[Assigned task] Up to and including the line that contains "use crate::ports::EventPublisher;", return every line from the start of the data, unchanged.

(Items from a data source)
//! In-memory event bus for tests.
//!
//! Keeps every envelope it is handed, in publish order, so handler tests can
//! assert on what a command emitted. Lock poisoning panics; the bus is never
//! wired into the binary.

use async_trait::async_trait;
use std::sync::atomic::{AtomicBool, Ordering};
use std::sync::RwLock;

use crate::domain::foundation::{DomainError, ErrorCode, EventEnvelope};
use crate::ports::EventPublisher;

/// Capturing publisher.
///
/// ```ignore
/// let bus = Arc::new(InMemoryEventBus::new());
/// handler.handle(cmd, metadata).await?;
/// assert!(bus.has_event("join_request.approved.v1"));
/// ```
#[derive(Default)]
pub struct InMemoryEventBus {
    captured: RwLock<Vec<EventEnvelope>>,
    unavailable: AtomicBool,
}

impl InMemoryEventBus {
    pub fn new() -> Self {
        Self::default()
    }

    /// While set, `publish` fails and nothing is captured.
    pub fn fail_publishes(&self, fail: bool) {
        self.unavailable.store(fail, Ordering::SeqCst);
    }

    fn inspect<R>(&self, f: impl FnOnce(&[EventEnvelope]) -> R) -> R {
        let captured = self.captured.read().expect("event bus lock poisoned");
        f(&captured)
    }

    pub fn published_events(&self) -> Vec<EventEnvelope> {
        self.inspect(|events| events.to_vec())
    }

    pub fn events_of_type(&self, event_type: &str) -> Vec<EventEnvelope> {
        self.inspect(|events| {
            events
                .iter()
                .filter(|e| e.event_type == event_type)
                .cloned()
                .collect()
        })
    }

    pub fn event_count(&self) -> usize {
        self.inspect(|events| events.len())
    }

    pub fn has_event(&self, event_type: &str) -> bool {
        self.inspect(|events| events.iter().any(|e| e.event_type == event_type))
    }

    pub fn clear(&self) {
        self.captured.write().expect("event bus lock poisoned").clear();
    }
}

#[async_trait]
impl EventPublisher for InMemoryEventBus {
    async fn publish(&self, event: EventEnvelope) -> Result<(), DomainError> {
        if self.unavailable.load(Ordering::SeqCst) {
            return Err(DomainError::new(
                ErrorCode::InternalError,
                format!("Event bus unavailable for {}", event.event_type),
            ));
        }
        self.captured
            .write()
            .expect("event bus lock poisoned")
            .push(event);
        Ok(())
    }
}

[Result]
//! In-memory event bus for tests.
//!
//! Keeps every envelope it is handed, in publish order, so handler tests can
//! assert on what a command emitted. Lock poisoning panics; the bus is never
//! wired into the binary.

use async_trait::async_trait;
use std::sync::atomic::{AtomicBool, Ordering};
use std::sync::RwLock;

use crate::domain::foundation::{DomainError, ErrorCode, EventEnvelope};
use crate::ports::EventPublisher;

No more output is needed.